Haywood County commissioners are considering a slope development ordinance with the following restrictions:


• Cut-and-fill slopes taller than 40 feet are not allowed.

• A slope stabilization plan developed by an engineer or certified professional is required for a cut-and-fill slope taller than 10 feet.

• A slope stabilization plan is required for a cut slope that exceeds a 1:1 ratio of run to rise or a fill slope that exceeds a 1.5:1 ratio of run to rise.

• Cut or fill slopes must be set back from adjacent property lines.

• Roads and road shoulders leading to multiple homes must be compacted.

On the books

Haywood County has two major ordinances already governing development: a soil and erosion ordinance and a subdivision ordinance.

The soil and erosion ordinance requires developers to file a soil and erosion control plan if more than half an acre is being disturbed. The plan must show all the creeks and springs on the property and describe measures the developer will use to keep sediment from washing into the waterways during construction.

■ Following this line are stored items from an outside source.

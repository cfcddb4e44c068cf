use serde::Deserialize;
use utoipa::IntoParams;
use validator::Validate;

const DEFAULT_ZOOM: u8 = 10;
const DEFAULT_ADDRESS_DETAILS: u8 = 1;

/// Query for `/api/nominatim-proxy`
#[derive(Debug, Clone, Deserialize, Validate, IntoParams)]
pub struct ReverseGeocodeQuery {
    /// Latitude in decimal degrees
    #[param(example = 3.139)]
    #[validate(
        custom(function = "crate::shared::validation::validate_finite"),
        range(min = -90.0, max = 90.0, message = "Latitude must be between -90 and 90")
    )]
    pub lat: f64,

    /// Longitude in decimal degrees
    #[param(example = 101.6869)]
    #[validate(
        custom(function = "crate::shared::validation::validate_finite"),
        range(min = -180.0, max = 180.0, message = "Longitude must be between -180 and 180")
    )]
    pub lon: f64,

    /// Nominatim detail level, 0 (country) to 18 (building). Defaults to 10.
    #[validate(range(max = 18, message = "Zoom must be between 0 and 18"))]
    pub zoom: Option<u8>,

    /// Include the address breakdown (1) or not (0). Defaults to 1.
    #[validate(range(max = 1, message = "addressdetails must be 0 or 1"))]
    pub addressdetails: Option<u8>,
}

impl ReverseGeocodeQuery {
    pub fn zoom(&self) -> u8 {
        self.zoom.unwrap_or(DEFAULT_ZOOM)
    }

    pub fn address_details(&self) -> u8 {
        self.addressdetails.unwrap_or(DEFAULT_ADDRESS_DETAILS)
    }
}
use serde::{Deserialize, Serialize};
use utoipa::ToSchema;

/// Identity extracted from a validated bearer token
#[derive(Debug, Clone, Serialize, Deserialize, ToSchema)]
#[serde(rename_all = "camelCase")]
pub struct AuthenticatedUser {
    pub user_id: String,
}
use axum::{
    body::Body,
    extract::{
        rejection::{JsonRejection, QueryRejection},
        FromRequest, FromRequestParts, Query, Request,
    },
    http::request::Parts,
    response::{IntoResponse, Response},
    Json,
};
use serde::de::DeserializeOwned;

use crate::core::error::AppError;
use crate::features::auth::model::AuthenticatedUser;

/// Custom JSON extractor that provides consistent error responses
pub struct AppJson<T>(pub T);

impl<T, S> FromRequest<S> for AppJson<T>
where
    T: DeserializeOwned,
    S: Send + Sync,
{
    type Rejection = AppJsonRejection;

    async fn from_request(req: Request<Body>, state: &S) -> Result<Self, Self::Rejection> {
        match Json::<T>::from_request(req, state).await {
            Ok(value) => Ok(Self(value.0)),
            Err(rejection) => Err(AppJsonRejection(rejection)),
        }
    }
}

pub struct AppJsonRejection(JsonRejection);

impl IntoResponse for AppJsonRejection {
    fn into_response(self) -> Response {
        let message = match self.0 {
            JsonRejection::JsonDataError(err) => format!("Invalid JSON data: {}", err),
            JsonRejection::JsonSyntaxError(err) => format!("Invalid JSON syntax: {}", err),
            JsonRejection::MissingJsonContentType(err) => {
                format!("Missing JSON content type: {}", err)
            }
            _ => "Failed to parse JSON body".to_string(),
        };

        AppError::BadRequest(message).into_response()
    }
}

/// Query string extractor that reports missing or non-numeric parameters in the API envelope
pub struct AppQuery<T>(pub T);

impl<T, S> FromRequestParts<S> for AppQuery<T>
where
    T: DeserializeOwned,
    S: Send + Sync,
{
    type Rejection = AppQueryRejection;

    async fn from_request_parts(parts: &mut Parts, state: &S) -> Result<Self, Self::Rejection> {
        match Query::<T>::from_request_parts(parts, state).await {
            Ok(value) => Ok(Self(value.0)),
            Err(rejection) => Err(AppQueryRejection(rejection)),
        }
    }
}

pub struct AppQueryRejection(QueryRejection);

impl IntoResponse for AppQueryRejection {
    fn into_response(self) -> Response {
        let message = match self.0 {
            QueryRejection::FailedToDeserializeQueryString(err) => {
                format!("Invalid query parameters: {}", err.body_text())
            }
            _ => "Failed to parse query string".to_string(),
        };

        AppError::BadRequest(message).into_response()
    }
}

impl<S> FromRequestParts<S> for AuthenticatedUser
where
    S: Send + Sync,
{
    type Rejection = AppError;

    async fn from_request_parts(parts: &mut Parts, _state: &S) -> Result<Self, Self::Rejection> {
        parts
            .extensions
            .get::<AuthenticatedUser>()
            .cloned()
            .ok_or_else(|| AppError::Unauthorized("Authentication required".to_string()))
    }
}
use crate::core::error::{AppError, Result};
use crate::core::extractor::AppJson;
use crate::features::auth::model::AuthenticatedUser;
use crate::features::progress::dtos::{RecordPrayerDto, UpdateLocationDto, UserProgressResponseDto};
use crate::features::progress::services::ProgressService;
use crate::shared::types::ApiResponse;
use axum::{extract::State, Json};
use std::sync::Arc;
use validator::Validate;

#[utoipa::path(
    get,
    path = "/api/user/progress",
    responses(
        (status = 200, description = "Prayer progress retrieved", body = ApiResponse<UserProgressResponseDto>),
        (status = 401, description = "Unauthorized")
    ),
    tag = "progress",
    security(
        ("bearer_auth" = [])
    )
)]
pub async fn get_progress(
    user: AuthenticatedUser,
    State(service): State<Arc<ProgressService>>,
) -> Result<Json<ApiResponse<UserProgressResponseDto>>> {
    let progress = service.get_progress(&user).await;
    Ok(Json(ApiResponse::success(
        Some(UserProgressResponseDto::new(&user.user_id, progress)),
        None,
        None,
    )))
}

#[utoipa::path(
    post,
    path = "/api/user/prayer",
    request_body = RecordPrayerDto,
    responses(
        (status = 200, description = "Prayer recorded", body = ApiResponse<UserProgressResponseDto>),
        (status = 400, description = "Unknown prayer or malformed body"),
        (status = 401, description = "Unauthorized")
    ),
    tag = "progress",
    security(
        ("bearer_auth" = [])
    )
)]
pub async fn record_prayer(
    user: AuthenticatedUser,
    State(service): State<Arc<ProgressService>>,
    AppJson(dto): AppJson<RecordPrayerDto>,
) -> Result<Json<ApiResponse<UserProgressResponseDto>>> {
    let progress = service.record_prayer(&user, dto).await;
    Ok(Json(ApiResponse::success(
        Some(UserProgressResponseDto::new(&user.user_id, progress)),
        Some("Prayer progress updated".to_string()),
        None,
    )))
}

#[utoipa::path(
    put,
    path = "/api/user/location",
    request_body = UpdateLocationDto,
    responses(
        (status = 200, description = "Location updated", body = ApiResponse<UserProgressResponseDto>),
        (status = 400, description = "Unknown zone or invalid coordinates"),
        (status = 401, description = "Unauthorized")
    ),
    tag = "progress",
    security(
        ("bearer_auth" = [])
    )
)]
pub async fn update_location(
    user: AuthenticatedUser,
    State(service): State<Arc<ProgressService>>,
    AppJson(dto): AppJson<UpdateLocationDto>,
) -> Result<Json<ApiResponse<UserProgressResponseDto>>> {
    dto.validate()
        .map_err(|e| AppError::Validation(e.to_string()))?;

    let progress = service.update_location(&user, dto).await?;
    Ok(Json(ApiResponse::success(
        Some(UserProgressResponseDto::new(&user.user_id, progress)),
        Some("Location updated".to_string()),
        None,
    )))
}
mod error;
mod prayer_time;

pub use error::UpstreamError;
pub use prayer_time::{PrayerTimeRecord, PrayerTimeSource, PrayerTimes};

The plan must also show how developers will stop soil from washing off the property.

The subdivision ordinance regulates the slope and width of roads in developments.


A public hearing on a proposed slope development ordinance in Haywood County revealed what appears to be a shift in attitudes toward mountainside development.

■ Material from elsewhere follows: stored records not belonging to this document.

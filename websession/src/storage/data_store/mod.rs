mod postgres;
mod sqlite;

use async_trait::async_trait;
use chrono::Utc;

use crate::storage::errors::StorageError;
use crate::storage::types::{DatabasePool, DatabaseSessionStore, SessionBackend};
use crate::utils::time_before;

use postgres::*;
use sqlite::*;

/// Table names are interpolated into SQL, so only plain identifiers pass.
fn validate_table_name(table: &str) -> Result<(), StorageError> {
    let valid = !table.is_empty()
        && table.len() <= 63
        && table
            .bytes()
            .all(|b| b.is_ascii_alphanumeric() || b == b'_')
        && !table.as_bytes()[0].is_ascii_digit();

    if valid {
        Ok(())
    } else {
        Err(StorageError::Config(format!(
            "Invalid session table name: {table:?}"
        )))
    }
}

impl DatabaseSessionStore {
    pub(crate) fn new(pool: DatabasePool, table: String) -> Result<Self, StorageError> {
        validate_table_name(&table)?;
        Ok(Self { pool, table })
    }
}

#[async_trait]
impl SessionBackend for DatabaseSessionStore {
    fn name(&self) -> &'static str {
        match self.pool {
            DatabasePool::Sqlite(_) => "sqlite",
            DatabasePool::Postgres(_) => "postgres",
        }
    }

    #[tracing::instrument(skip(self), fields(table = %self.table))]
    async fn init(&self) -> Result<(), StorageError> {
        match &self.pool {
            DatabasePool::Sqlite(pool) => create_table_sqlite(pool, &self.table).await,
            DatabasePool::Postgres(pool) => create_table_postgres(pool, &self.table).await,
        }
    }

    async fn read(&self, id: &str) -> Result<Option<Vec<u8>>, StorageError> {
        match &self.pool {
            DatabasePool::Sqlite(pool) => read_session_sqlite(pool, &self.table, id).await,
            DatabasePool::Postgres(pool) => read_session_postgres(pool, &self.table, id).await,
        }
    }

    async fn write(&self, id: &str, data: &[u8], _ttl: u64) -> Result<(), StorageError> {
        let timestamp = Utc::now().timestamp();
        match &self.pool {
            DatabasePool::Sqlite(pool) => {
                write_session_sqlite(pool, &self.table, id, data, timestamp).await
            }
            DatabasePool::Postgres(pool) => {
                write_session_postgres(pool, &self.table, id, data, timestamp).await
            }
        }
    }

    async fn destroy(&self, id: &str) -> Result<(), StorageError> {
        match &self.pool {
            DatabasePool::Sqlite(pool) => delete_session_sqlite(pool, &self.table, id).await,
            DatabasePool::Postgres(pool) => delete_session_postgres(pool, &self.table, id).await,
        }
    }

    #[tracing::instrument(skip(self), fields(table = %self.table))]
    async fn gc(&self, max_lifetime: u64) -> Result<u64, StorageError> {
        let cutoff = time_before(Utc::now(), max_lifetime).timestamp();
        let removed = match &self.pool {
            DatabasePool::Sqlite(pool) => {
                delete_stale_sessions_sqlite(pool, &self.table, cutoff).await?
            }
            DatabasePool::Postgres(pool) => {
                delete_stale_sessions_postgres(pool, &self.table, cutoff).await?
            }
        };
        tracing::debug!(removed, "Purged stale session rows");
        Ok(removed)
    }
}

#[cfg(test)]
mod tests {
    use super::*;
    use sqlx::sqlite::SqlitePoolOptions;

    async fn sqlite_store() -> DatabaseSessionStore {
        // A single connection keeps every query on the same in-memory database
        let pool = SqlitePoolOptions::new()
            .max_connections(1)
            .connect("sqlite::memory:")
            .await
            .unwrap();
        let store =
            DatabaseSessionStore::new(DatabasePool::Sqlite(pool), "sessions".to_string()).unwrap();
        store.init().await.unwrap();
        store
    }

    #[test]
    fn test_validate_table_name() {
        assert!(validate_table_name("sessions").is_ok());
        assert!(validate_table_name("app_sessions_2").is_ok());
        assert!(validate_table_name("").is_err());
        assert!(validate_table_name("1sessions").is_err());
        assert!(validate_table_name("sessions; DROP TABLE users").is_err());
        assert!(validate_table_name("sessions--").is_err());
    }

    #[tokio::test]
    async fn test_sqlite_write_and_read() {
        // Given an initialized SQLite store
        let store = sqlite_store().await;

        // When writing a blob
        store.write("sid_1", b"{\"values\":{}}", 1440).await.unwrap();

        // Then it can be read back
        let data = store.read("sid_1").await.unwrap();
        assert_eq!(data.as_deref(), Some(&b"{\"values\":{}}"[..]));
        assert_eq!(store.name(), "sqlite");
    }

    #[tokio::test]
    async fn test_sqlite_upsert_overwrites() {
        let store = sqlite_store().await;
        store.write("sid_1", b"one", 1440).await.unwrap();
        store.write("sid_1", b"two", 1440).await.unwrap();

        assert_eq!(store.read("sid_1").await.unwrap().unwrap(), b"two");
    }

    #[tokio::test]
    async fn test_sqlite_destroy() {
        let store = sqlite_store().await;
        store.write("sid_1", b"payload", 1440).await.unwrap();

        store.destroy("sid_1").await.unwrap();

        assert!(store.read("sid_1").await.unwrap().is_none());
    }

    #[tokio::test]
    async fn test_sqlite_gc_removes_stale_rows() {
        // Given one current row and one row with an old timestamp
        let store = sqlite_store().await;
        store.write("fresh", b"new", 1440).await.unwrap();
        if let DatabasePool::Sqlite(pool) = &store.pool {
            write_session_sqlite(pool, "sessions", "stale", b"old", 0)
                .await
                .unwrap();
        }

        // When collecting garbage
        let removed = store.gc(1440).await.unwrap();

        // Then only the stale row is removed
        assert_eq!(removed, 1);
        assert!(store.read("fresh").await.unwrap().is_some());
        assert!(store.read("stale").await.unwrap().is_none());
    }

    #[tokio::test]
    async fn test_injection_attempt_in_id_is_bound_not_interpolated() {
        let store = sqlite_store().await;
        store.write("sid_1", b"payload", 1440).await.unwrap();

        let result = store.read("sid_1' OR '1'='1").await.unwrap();
        assert!(result.is_none());
        assert!(store.read("sid_1").await.unwrap().is_some());
    }

    #[tokio::test]
    async fn test_sqlite_gc_with_huge_lifetime() {
        let store = sqlite_store().await;
        store.write("sid_1", b"payload", u64::MAX).await.unwrap();

        assert_eq!(store.gc(u64::MAX).await.unwrap(), 0);
        assert!(store.read("sid_1").await.unwrap().is_some());
    }
}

Several years ago, a public hearing of that sort would have drawn crowds of angry protestors insisting on freedom to do what they pleased on their land. But no such comments were voiced. Instead, one speaker after the other — many from within the development community itself — agreed that it was time to regulate steep slope development.

The ordinance requires developers to submit a slope stabilization plan if a cut-and-fill slope exceeds certain thresholds (see info box). Currently, anyone with keys to heavy machinery can slice a road through the mountain or carve out a house site. The ordinance would require a certified professional — such as an engineer — to develop a slope stabilization plan for development that exceeds the threshold.

“We are all for safe and stable. I don’t think anyone can argue with that,” said Brent Whiteman with the Haywood County Board of Realtors.

Dawson Spano, a builder, said being against safe and stable slopes would be like a politician running for office saying they are against quality education.

The top concern among Realtors and the development lobby is the monetary cost of complying with the ordinance. That extra cost will be passed on to the homebuyer, Spano said.

The concern was echoed several times.

“The biggest consideration is the cost and the effect on the industry,” said Gary Hughes, a developer.

Kevin Alford, an engineer in Maggie Valley, said he is often hired to fix houses and roads that are falling down the mountain.

“I see some things you can’t imagine,” Alford said. Alford called some home sites an “accident waiting to happen.”

Alford agreed there are costs involved with a slope stabilization plan. But compare that to the six-figure price tag some homeowners have spent to fix a house that was slipping.

The ordinance calls for the creation of an engineering review board to evaluate the slope stabilization plans. In addition, the county will hire an engineering coordinator to police slope development.

Ellis Morris, a Realtor, said his top request was that the county hire enough new staff to handle the volume of plans that will be submitted under the new ordinance.

“I really don’t believe one engineer coordinator can handle the entire county,” agreed Randy Sisk, also a Realtor. “It’s one thing to pass the ordinance and another thing to enforce it.”

Ted Darrell Inman, an excavator who has worked in the mountains for more than 50 years, said he was concerned that some unlicensed graders would be unfairly penalized by the ordinance. Inman agreed that some graders do shoddy work. But others, like himself, are experienced and do good work, he said.

“Why not require the people who’s a doing it to buy insurance?” Inman asked. “Make them buy some insurance to clean up the mess they make and most of these people would find something else to do instead of being in the grading business.”

Ron Moser with Haywood Waterways Association said mountainside development is an economic engine in Haywood County.

“However, some of this development has put property, and in one case life, at risk. The key to mountainside development is we do it well,” Moser said.